:: Work required ::
Reproduce, character for character, the entries from their opening line through the line with "impl Executable for".

:: Recorded data ::
*** Begin section ***
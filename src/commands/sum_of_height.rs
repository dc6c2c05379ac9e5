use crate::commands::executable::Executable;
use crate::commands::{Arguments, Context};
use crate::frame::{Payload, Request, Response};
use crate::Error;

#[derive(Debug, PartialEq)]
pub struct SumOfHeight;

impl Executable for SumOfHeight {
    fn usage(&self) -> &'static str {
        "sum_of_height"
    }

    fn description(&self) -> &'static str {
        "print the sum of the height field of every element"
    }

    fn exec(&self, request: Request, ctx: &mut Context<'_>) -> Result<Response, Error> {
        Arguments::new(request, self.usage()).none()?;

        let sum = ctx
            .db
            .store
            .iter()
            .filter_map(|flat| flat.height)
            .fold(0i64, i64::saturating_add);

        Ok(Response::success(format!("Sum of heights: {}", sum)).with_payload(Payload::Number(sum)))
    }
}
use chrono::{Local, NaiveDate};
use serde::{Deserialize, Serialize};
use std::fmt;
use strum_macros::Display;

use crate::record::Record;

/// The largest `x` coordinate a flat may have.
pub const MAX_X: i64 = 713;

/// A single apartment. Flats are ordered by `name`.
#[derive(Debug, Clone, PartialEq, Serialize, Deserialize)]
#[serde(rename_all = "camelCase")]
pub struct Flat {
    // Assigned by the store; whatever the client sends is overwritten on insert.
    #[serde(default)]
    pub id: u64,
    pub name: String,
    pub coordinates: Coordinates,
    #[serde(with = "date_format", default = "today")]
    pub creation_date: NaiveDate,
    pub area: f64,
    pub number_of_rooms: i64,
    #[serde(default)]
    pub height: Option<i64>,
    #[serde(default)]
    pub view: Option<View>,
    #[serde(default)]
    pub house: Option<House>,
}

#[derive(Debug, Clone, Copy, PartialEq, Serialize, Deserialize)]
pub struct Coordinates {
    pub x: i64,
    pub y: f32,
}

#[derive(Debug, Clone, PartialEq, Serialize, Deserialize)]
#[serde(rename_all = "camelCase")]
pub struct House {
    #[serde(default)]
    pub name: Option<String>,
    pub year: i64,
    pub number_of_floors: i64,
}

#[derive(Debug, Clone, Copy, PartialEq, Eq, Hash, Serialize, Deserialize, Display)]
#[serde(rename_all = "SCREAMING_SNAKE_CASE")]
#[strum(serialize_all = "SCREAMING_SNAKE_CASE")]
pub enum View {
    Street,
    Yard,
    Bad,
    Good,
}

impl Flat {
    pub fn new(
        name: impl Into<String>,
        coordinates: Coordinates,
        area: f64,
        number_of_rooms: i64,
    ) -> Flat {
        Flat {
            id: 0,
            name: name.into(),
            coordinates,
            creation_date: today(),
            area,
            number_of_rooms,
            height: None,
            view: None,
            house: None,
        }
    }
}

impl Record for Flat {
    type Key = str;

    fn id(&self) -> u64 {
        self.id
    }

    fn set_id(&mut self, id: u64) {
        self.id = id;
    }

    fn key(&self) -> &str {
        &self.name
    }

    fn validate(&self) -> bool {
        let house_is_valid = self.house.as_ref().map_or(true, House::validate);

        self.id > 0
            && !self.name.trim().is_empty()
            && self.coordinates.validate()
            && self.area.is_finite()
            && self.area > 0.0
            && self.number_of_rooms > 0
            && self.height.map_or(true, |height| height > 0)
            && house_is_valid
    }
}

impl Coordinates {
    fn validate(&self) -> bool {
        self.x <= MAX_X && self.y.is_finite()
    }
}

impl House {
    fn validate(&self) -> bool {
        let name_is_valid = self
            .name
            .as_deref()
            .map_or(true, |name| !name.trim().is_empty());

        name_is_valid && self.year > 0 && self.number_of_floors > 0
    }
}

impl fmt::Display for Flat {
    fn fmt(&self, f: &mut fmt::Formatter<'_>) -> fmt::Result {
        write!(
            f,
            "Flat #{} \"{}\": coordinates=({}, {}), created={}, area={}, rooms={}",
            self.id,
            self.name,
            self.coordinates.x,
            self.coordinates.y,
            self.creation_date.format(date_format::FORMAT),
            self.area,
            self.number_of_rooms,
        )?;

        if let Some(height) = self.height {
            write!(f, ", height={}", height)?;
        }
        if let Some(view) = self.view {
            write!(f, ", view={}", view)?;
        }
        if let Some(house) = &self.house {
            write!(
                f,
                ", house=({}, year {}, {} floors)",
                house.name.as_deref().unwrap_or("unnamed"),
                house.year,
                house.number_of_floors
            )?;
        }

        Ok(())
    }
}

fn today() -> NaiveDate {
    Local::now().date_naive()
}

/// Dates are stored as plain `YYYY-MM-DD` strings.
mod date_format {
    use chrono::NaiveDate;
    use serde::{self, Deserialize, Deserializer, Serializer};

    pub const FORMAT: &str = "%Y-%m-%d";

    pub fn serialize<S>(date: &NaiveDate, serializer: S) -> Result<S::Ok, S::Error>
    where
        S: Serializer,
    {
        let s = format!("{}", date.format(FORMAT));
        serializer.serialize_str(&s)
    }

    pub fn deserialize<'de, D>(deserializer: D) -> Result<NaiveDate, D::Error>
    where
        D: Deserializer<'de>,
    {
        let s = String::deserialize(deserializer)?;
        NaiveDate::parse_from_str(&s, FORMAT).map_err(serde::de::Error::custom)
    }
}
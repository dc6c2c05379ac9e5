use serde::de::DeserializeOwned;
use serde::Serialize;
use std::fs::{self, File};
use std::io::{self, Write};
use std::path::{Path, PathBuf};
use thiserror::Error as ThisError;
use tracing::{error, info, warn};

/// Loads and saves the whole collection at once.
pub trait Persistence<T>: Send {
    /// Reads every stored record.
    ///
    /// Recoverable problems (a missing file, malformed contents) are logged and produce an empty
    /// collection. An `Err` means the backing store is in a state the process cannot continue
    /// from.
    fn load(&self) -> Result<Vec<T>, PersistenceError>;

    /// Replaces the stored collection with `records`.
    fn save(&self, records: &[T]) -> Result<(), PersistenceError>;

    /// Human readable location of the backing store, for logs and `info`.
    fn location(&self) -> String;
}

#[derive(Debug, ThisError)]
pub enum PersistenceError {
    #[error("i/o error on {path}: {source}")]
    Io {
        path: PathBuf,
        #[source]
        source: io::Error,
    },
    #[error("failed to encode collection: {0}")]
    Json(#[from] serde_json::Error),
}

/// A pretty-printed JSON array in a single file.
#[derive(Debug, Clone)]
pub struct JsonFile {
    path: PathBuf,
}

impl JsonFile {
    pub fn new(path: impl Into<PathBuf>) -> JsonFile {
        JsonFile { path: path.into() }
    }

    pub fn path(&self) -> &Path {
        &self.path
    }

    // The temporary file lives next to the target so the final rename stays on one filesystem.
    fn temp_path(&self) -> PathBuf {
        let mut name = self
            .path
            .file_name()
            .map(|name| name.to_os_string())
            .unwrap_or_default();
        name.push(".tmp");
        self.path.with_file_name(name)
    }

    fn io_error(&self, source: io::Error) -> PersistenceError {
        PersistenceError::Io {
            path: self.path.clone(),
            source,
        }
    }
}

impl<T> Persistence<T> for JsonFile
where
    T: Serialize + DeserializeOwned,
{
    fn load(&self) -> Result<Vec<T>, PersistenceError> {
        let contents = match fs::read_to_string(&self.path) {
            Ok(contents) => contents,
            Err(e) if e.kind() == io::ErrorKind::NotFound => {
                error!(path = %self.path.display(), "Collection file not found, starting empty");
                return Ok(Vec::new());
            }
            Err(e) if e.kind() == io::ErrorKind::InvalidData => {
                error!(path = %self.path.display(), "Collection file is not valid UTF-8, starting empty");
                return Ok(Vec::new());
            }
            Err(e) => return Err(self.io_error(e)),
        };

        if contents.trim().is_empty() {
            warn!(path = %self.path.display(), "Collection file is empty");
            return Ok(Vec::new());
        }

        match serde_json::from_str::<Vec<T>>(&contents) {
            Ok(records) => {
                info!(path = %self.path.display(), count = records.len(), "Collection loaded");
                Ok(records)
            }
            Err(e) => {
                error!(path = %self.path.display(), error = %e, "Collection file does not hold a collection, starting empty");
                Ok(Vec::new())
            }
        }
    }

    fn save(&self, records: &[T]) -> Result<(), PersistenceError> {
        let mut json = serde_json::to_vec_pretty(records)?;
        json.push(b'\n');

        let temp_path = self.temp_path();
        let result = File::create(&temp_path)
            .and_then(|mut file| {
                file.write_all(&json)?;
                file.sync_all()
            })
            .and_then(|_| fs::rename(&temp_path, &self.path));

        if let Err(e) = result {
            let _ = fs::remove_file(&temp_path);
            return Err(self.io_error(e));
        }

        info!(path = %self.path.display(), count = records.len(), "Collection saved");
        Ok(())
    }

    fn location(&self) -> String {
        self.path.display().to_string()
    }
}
*** End section ***
:: Finished exercise ::
filename src/commands/sum_of_height.rs
repository dc6c2c05379ac9e5
use crate::commands::executable::Executable;
use crate::commands::{Arguments, Context};
use crate::frame::{Payload, Request, Response};
use crate::Error;

#[derive(Debug, PartialEq)]
pub struct SumOfHeight;

impl Executable for SumOfHeight {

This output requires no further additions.